Anyone in the community is free to review the PR once the tests have passed. Feel free to tag
members/contributors who may be interested in your PR.

[rootonchair]

Running results
Original

output.mp4

Converted ckpt

ltx2_sample.mp4

[sayakpaul]

Thanks for shipping this so quickly! Left some comments, LMK if they make sense.

[sayakpaul]

Where is timestep_conditioning used in the corresponding Video VAE class?

[rootonchair]

timestep_conditioning is used here. It will depend on the metadata stored in the original checkpoint and distilled checkpoint is configured to use timestep_conditioning. You can confirm it using below script:

from ltx_core.loader.sft_loader import SafetensorsModelStateDictLoader
model_loader = SafetensorsModelStateDictLoader()
model_loader.metadata("weights/ltx-2-19b-distilled.safetensors")["vae"]["timestep_conditioning"] # True

Hence, I got some unexpected keys if don't turn timestep_conditioning to True when converting distilled weights

[dg845]

Hi @rootonchair, there was a recent update on the official Lightricks/LTX-2 repo which updated the VAE for the distilled checkpoint: https://huggingface.co/Lightricks/LTX-2/commit/1931de987c8e265eb64a9123227b903754e3cc68. So I think rootonchair/LTX-2-19b-distilled needs to be updated with the new converted VAE as well.

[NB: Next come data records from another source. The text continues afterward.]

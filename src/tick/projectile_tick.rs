use specs::{
    shred::{self, ResourceId, World}, Entities, Join, Read, ReadStorage, System, SystemData, Write,
    WriteStorage,
};
use specs::Entity;

use crate::comp::*;
use super::{invoke_callback, is_valid_target, TickSystem};

#[derive(SystemData)]
pub struct ProjectileRead<'a> {
    entities: Entities<'a>,
    dt: Read<'a, DeltaTime>,
    enters: Read<'a, Vec<TriggerEnter>>,
    units: ReadStorage<'a, CombatUnit>,
}

#[derive(SystemData)]
pub struct ProjectileWrite<'a> {
    pos: WriteStorage<'a, Pos>,
    target_flies: WriteStorage<'a, TargetFlyProjectile>,
    forwards: WriteStorage<'a, ForwardProjectile>,
    hits: Write<'a, Vec<AbilityHit>>,
    outcomes: Write<'a, Vec<Outcome>>,
}

#[derive(Default)]
pub struct Sys;

impl TickSystem for Sys {
    const NAME: &'static str = "projectile";
}

impl<'a> System<'a> for Sys {
    type SystemData = (
        ProjectileRead<'a>,
        ProjectileWrite<'a>,
    );

    fn run(&mut self, (tr, mut tw): Self::SystemData) {
        let dt = tr.dt.0;
        let ProjectileWrite { ref mut pos, ref mut target_flies, ref mut forwards, ref mut hits, ref mut outcomes } = tw;
        let mut dead: Vec<Entity> = Vec::new();

        // 指定技：目標失效就算這個子任務失敗
        for (e, proj) in (&tr.entities, &mut *target_flies).join() {
            let target_alive = tr.entities.is_alive(proj.target)
                && tr.units.get(proj.target).map_or(false, |u| u.is_alive());
            let target_pos = pos.get(proj.target).map(|p| p.0);

            match (target_alive, target_pos) {
                (true, Some(tpos)) => {
                    proj.elapsed += dt;
                    let cur = proj.start + (tpos - proj.start) * proj.progress();
                    if let Some(p) = pos.get_mut(e) {
                        p.0 = cur;
                    }
                    if proj.arrived() {
                        if let Some(cb) = proj.on_arrive.take() {
                            invoke_callback(cb, proj.target, cur, hits, outcomes);
                        }
                        dead.push(e);
                    }
                }
                _ => {
                    let skill_id = proj.on_arrive.map(|cb| cb.skill_id()).unwrap_or_default();
                    log::warn!("技能 {} 的投射物 '{}' 目標已失效", skill_id, proj.prefab);
                    proj.on_arrive = None;
                    outcomes.push(Outcome::SubTaskFailed {
                        skill_id,
                        prefab: proj.prefab.clone(),
                        reason: "target lost".to_owned(),
                    });
                    dead.push(e);
                }
            }
        }

        // 指向技：撞到第一個有效目標就結束
        for (e, proj) in (&tr.entities, &mut *forwards).join() {
            let cur = pos.get(e).map(|p| p.0).unwrap_or_default();
            if let Some(cb) = proj.on_collision {
                let hit = tr
                    .enters
                    .iter()
                    .filter(|t| t.volume == e)
                    .map(|t| t.other)
                    .find(|&other| is_valid_target(&tr.units, cb.source(), other));
                if let Some(other) = hit {
                    proj.on_collision = None;
                    invoke_callback(cb, other, cur, hits, outcomes);
                    dead.push(e);
                    continue;
                }
            }

            if let Some(p) = pos.get_mut(e) {
                p.0 += proj.velocity * dt;
            }
            if let Some(t) = proj.time_left.as_mut() {
                *t -= dt;
            }
            if proj.expired() {
                log::trace!("投射物 '{}' 飛行時間結束", proj.prefab);
                dead.push(e);
            }
        }

        for e in dead {
            if let Err(err) = tr.entities.delete(e) {
                log::warn!("刪除投射物失敗: {}", err);
            }
        }
    }
}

It looks like timestep_conditioning should be set to False for the new video VAE, according to the config metadata on ltx-2-19b-distilled.safetensors. So we should probably remove the unexpected keys (last_time_embedder, last_scale_shift_table) rather than processing them in the VAE conversion script.

import json
import safetensors
from huggingface_hub import hf_hub_download

ckpt_path = hf_hub_download("Lightricks/LTX-2", "ltx-2-19b-distilled.safetensors")
with safetensors.safe_open(ckpt_path, framework="pt") as f:
    config = json.loads(f.metadata()["config"])
config["vae"]["timestep_conditioning"]  # Should be False

[rootonchair]

I think I will convert the new weight. For the convert script, I thinnk we should keep it there until the original repo decide to delete it

[sayakpaul]

Is this needed to support precomputed latents?

[rootonchair]

I think it will add another support layer for precomputed latents. The latents returned are in shape [B, C, F, H, W], however, the model takes input as [B, seq_len, C] and passing the returned latents directly would cause shape mismatch. The same applies for audio vae

[sayakpaul]

Same question as above.

[sayakpaul]

Let's apply similar changes to the I2V module as well?

[rootonchair]

Sure, will apply the same change

[HuggingFaceDocBuilderDev]

The docs for this PR live here. All of your documentation changes will be reflected on that endpoint. The docs are available until 30 days after the last update.

[dg845]

Thanks for the PR! Left some comments about the distilled sigmas schedule.

If I print out the timesteps for the Stage 1 distilled pipeline, I get (for commit faeccc5):

Distilled timesteps: tensor([1000.0000,  999.6502,  999.2961,  998.9380,  998.5754,  994.4882,
         979.3755,  929.6974,  100.0000], device='cuda:0')

Here the sigmas (and thus the timesteps) are shifted toward a terminal value of 0.1, and use_dynamic_shifting is applied as well. However, I believe the distilled sigmas are used as-is in the original LTX 2.0 code:

https://github.com/Lightricks/LTX-2/blob/391c0a2462f8bc2238fa0a2b7717bc1914969230/packages/ltx-pipelines/src/ltx_pipelines/utils/helpers.py#L132

So I think when creating the distilled scheduler we need to disable use_dynamic_shifting and shift_terminal so that the distilled sigmas are used without changes.

Can you check whether the final distilled sigmas match up with those of the original implementation?

[dg845]

The original test script didn't work for me, but I was able to get a working version as follows:

import torch
from diffusers.pipelines.ltx2 import LTX2Pipeline, LTX2LatentUpsamplePipeline
from diffusers.pipelines.ltx2.latent_upsampler import LTX2LatentUpsamplerModel
from diffusers.pipelines.ltx2.utils import DISTILLED_SIGMA_VALUES, STAGE_2_DISTILLED_SIGMA_VALUES
from diffusers.pipelines.ltx2.export_utils import encode_video

device = "cuda:0"
width = 768
height = 512

pipe = LTX2Pipeline.from_pretrained(
    "rootonchair/LTX-2-19b-distilled", torch_dtype=torch.bfloat16
)
pipe.enable_model_cpu_offload(device=device)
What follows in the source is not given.